Issue after disk problem: java.lang.IllegalArgumentException: requested snapshot generation [10] is not available. Min referenced generation is [11]

Hi. We've had a disk problem last night, causing a whole slew of issues in our Elasticsearch cluster. We've been able to resolve all of them but one: 1 (replica-less) shard is problematic. However, this is an issue we haven't seen yet, and we haven't found any reference to it nor any way of fixing it. The "bottom" error seems to be the one in the title, i.e.

    Caused by: java.lang.IllegalArgumentException: requested snapshot generation [10] is not available. Min referenced generation is [11]

Here's the full error log:

   [2021-02-15T12:42:57,479][WARN ][o.e.i.c.IndicesClusterStateService] [Elastic1] [[index_1084][2]] marking and sending shard failed due to [failed recovery]
   org.elasticsearch.indices.recovery.RecoveryFailedException: [index_1084][2]: Recovery failed on {Elastic1}{DYEyUuc6RKKbmLgErwcOfg}{ZN5-3mCgQR-AXt8SKJ3vRQ}{10.0.2.52}{10.0.2.52:9300}{ml.machine_memory=37965348864, xpack.installed=true, box_type=warm, ml.max_open_jobs=20, ml.enabled=true}
           at org.elasticsearch.index.shard.IndexShard.lambda$startRecovery$9(IndexShard.java:2396) ~[elasticsearch-6.8.13.jar:6.8.13]
           at org.elasticsearch.common.util.concurrent.ThreadContext$ContextPreservingRunnable.run(ThreadContext.java:708) [elasticsearch-6.8.13.jar:6.8.13]
           at java.util.concurrent.ThreadPoolExecutor.runWorker(ThreadPoolExecutor.java:1149) [?:1.8.0_282]
           at java.util.concurrent.ThreadPoolExecutor$Worker.run(ThreadPoolExecutor.java:624) [?:1.8.0_282]
           at java.lang.Thread.run(Thread.java:748) [?:1.8.0_282]
   Caused by: org.elasticsearch.index.shard.IndexShardRecoveryException: failed to recover from gateway
           at org.elasticsearch.index.shard.StoreRecovery.internalRecoverFromStore(StoreRecovery.java:445) ~[elasticsearch-6.8.13.jar:6.8.13]

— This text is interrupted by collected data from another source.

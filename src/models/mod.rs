//! Signal models and the catalogues that build them from noise-model entries.

pub mod catalogue;
pub mod signal;
pub mod standard;

pub use catalogue::*;
pub use signal::*;
pub use standard::*;
//! Pulsar data: timing-file loading and the pulsar cache.

pub mod cache;
pub mod pulsar;

pub use cache::*;
pub use pulsar::*;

           at org.elasticsearch.index.shard.StoreRecovery.lambda$recoverFromStore$0(StoreRecovery.java:95) ~[elasticsearch-6.8.13.jar:6.8.13]
           at org.elasticsearch.index.shard.StoreRecovery.executeRecovery(StoreRecovery.java:310) ~[elasticsearch-6.8.13.jar:6.8.13]

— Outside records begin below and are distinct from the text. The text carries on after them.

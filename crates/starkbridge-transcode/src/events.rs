//! Event registry and log decoding.
//!
//! Emitted events arrive keyed by a single felt tag. The tag is derived
//! from the event's mangled destination name, which carries the full
//! Ethereum topic so distinct source events can never collide after
//! translation. Each registry instance is built from one ABI; registries
//! are never shared between contracts.

use crate::abi;
use crate::decode::{decode_params, FeltCursor};
use crate::error::{Result, TranscodeError};
use std::collections::HashMap;
use starkbridge_types::{starknet_keccak, Event, Felt, Hash256, SolValue};
use tracing::debug;

/// An ABI event indexed by its destination-side tag.
#[derive(Debug, Clone)]
pub struct RegisteredEvent {
    pub descriptor: Event,
    /// Ethereum topic, `keccak256` of the canonical signature.
    pub topic: Hash256,
    /// Mangled name the event is emitted under on the destination side.
    pub destination_name: String,
}

/// A decoded log entry in both representations.
#[derive(Debug, Clone, PartialEq)]
pub struct DecodedEvent {
    pub name: String,
    pub tag: Felt,
    pub topic: Hash256,
    /// Arguments as a name-keyed struct.
    pub args: SolValue,
    /// Arguments re-encoded as Ethereum ABI bytes, ready for log consumers.
    pub data: Vec<u8>,
}

/// Tag-keyed lookup of the events one contract can emit.
#[derive(Debug, Clone, Default)]
pub struct EventRegistry {
    by_tag: HashMap<Felt, RegisteredEvent>,
}

impl EventRegistry {
    pub fn new() -> Self {
        Self::default()
    }

    /// Build a registry covering every event in an ABI.
    pub fn from_events<'a>(events: impl IntoIterator<Item = &'a Event>) -> Self {
        let mut registry = Self::new();
        for event in events {
            registry.register(event.clone());
        }
        registry
    }

    /// Register one event under its derived tag.
    pub fn register(&mut self, descriptor: Event) {
        let topic = descriptor.topic();
        let destination_name = format!("{}_{}", descriptor.name, topic.to_hex());
        let tag = starknet_keccak(destination_name.as_bytes());
        debug!(event = %descriptor.name, %tag, "registered event");
        self.by_tag.insert(
            tag,
            RegisteredEvent {
                descriptor,
                topic,
                destination_name,
            },
        );
    }

    pub fn get(&self, tag: &Felt) -> Option<&RegisteredEvent> {
        self.by_tag.get(tag)
    }

    pub fn len(&self) -> usize {
        self.by_tag.len()
    }

    pub fn is_empty(&self) -> bool {
        self.by_tag.is_empty()
    }

    /// Decode an emitted event payload.
    ///
    /// Unknown tags yield `Ok(None)`: a receipt routinely carries events of
    /// other contracts and those are not errors. A known tag with a
    /// malformed payload is an error.
    pub fn decode_event(&self, tag: &Felt, payload: &[Felt]) -> Result<Option<DecodedEvent>> {
        let Some(registered) = self.by_tag.get(tag) else {
            return Ok(None);
        };

        let mut cursor = FeltCursor::new(payload);
        let values = decode_params(&registered.descriptor.inputs, &mut cursor)?;
        if cursor.remaining() > 0 {
            return Err(TranscodeError::TrailingData(cursor.remaining()));
        }
        // always a struct, even for single-argument events
        let args = SolValue::Struct(
            registered
                .descriptor
                .inputs
                .iter()
                .zip(values.iter())
                .map(|(param, value)| (param.name.clone(), value.clone()))
                .collect(),
        );
        let data = abi::abi_encode(&registered.descriptor.inputs, &values)?;

        Ok(Some(DecodedEvent {
            name: registered.descriptor.name.clone(),
            tag: tag.clone(),
            topic: registered.topic,
            args,
            data,
        }))
    }
}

           at org.elasticsearch.index.shard.StoreRecovery.recoverFromStore(StoreRecovery.java:93) ~[elasticsearch-6.8.13.jar:6.8.13]
           at org.elasticsearch.index.shard.IndexShard.recoverFromStore(IndexShard.java:1739) ~[elasticsearch-6.8.13.jar:6.8.13]

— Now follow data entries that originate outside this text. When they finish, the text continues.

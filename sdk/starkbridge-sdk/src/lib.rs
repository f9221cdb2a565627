//! Contract dispatch over transcoded calldata.
//!
//! A [`Contract`] handle owns a fixed method table derived from an
//! Ethereum ABI and dispatches calls through an [`ExecutionBackend`].
//! State-changing calls are plain invokes; read-only calls run under
//! snapshot rollback on a [`SnapshotBackend`]. Receipts come back with
//! decoded logs, gas-equivalent cost and Ethereum-style revert errors.

pub mod backend;
pub mod client;
pub mod contract;
pub mod errors;
pub mod factory;
pub mod types;

pub use backend::{BackendReceipt, EmittedEvent, ExecutionBackend, SnapshotBackend};
pub use client::GatewayClient;
pub use contract::{CallKind, Contract, Method};
pub use errors::{translate_failure, Result, SdkError};
pub use factory::ContractFactory;
pub use types::{CallReceipt, EventLog, ExecutionResources, InvokeOptions};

           at org.elasticsearch.index.shard.IndexShard.lambda$startRecovery$9(IndexShard.java:2392) ~[elasticsearch-6.8.13.jar:6.8.13]
           ... 4 more
   Caused by: org.elasticsearch.index.engine.EngineException: failed to recover from translog
           at org.elasticsearch.index.engine.InternalEngine.recoverFromTranslogInternal(InternalEngine.java:455) ~[elasticsearch-6.8.13.jar:6.8.13]
           at org.elasticsearch.index.engine.InternalEngine.recoverFromTranslog(InternalEngine.java:425) ~[elasticsearch-6.8.13.jar:6.8.13]
           at org.elasticsearch.index.engine.InternalEngine.recoverFromTranslog(InternalEngine.java:111) ~[elasticsearch-6.8.13.jar:6.8.13]
           at org.elasticsearch.index.shard.IndexShard.openEngineAndRecoverFromTranslog(IndexShard.java:1449) ~[elasticsearch-6.8.13.jar:6.8.13]
           at org.elasticsearch.index.shard.StoreRecovery.internalRecoverFromStore(StoreRecovery.java:440) ~[elasticsearch-6.8.13.jar:6.8.13]
           at org.elasticsearch.index.shard.StoreRecovery.lambda$recoverFromStore$0(StoreRecovery.java:95) ~[elasticsearch-6.8.13.jar:6.8.13]
           at org.elasticsearch.index.shard.StoreRecovery.executeRecovery(StoreRecovery.java:310) ~[elasticsearch-6.8.13.jar:6.8.13]
           at org.elasticsearch.index.shard.StoreRecovery.recoverFromStore(StoreRecovery.java:93) ~[elasticsearch-6.8.13.jar:6.8.13]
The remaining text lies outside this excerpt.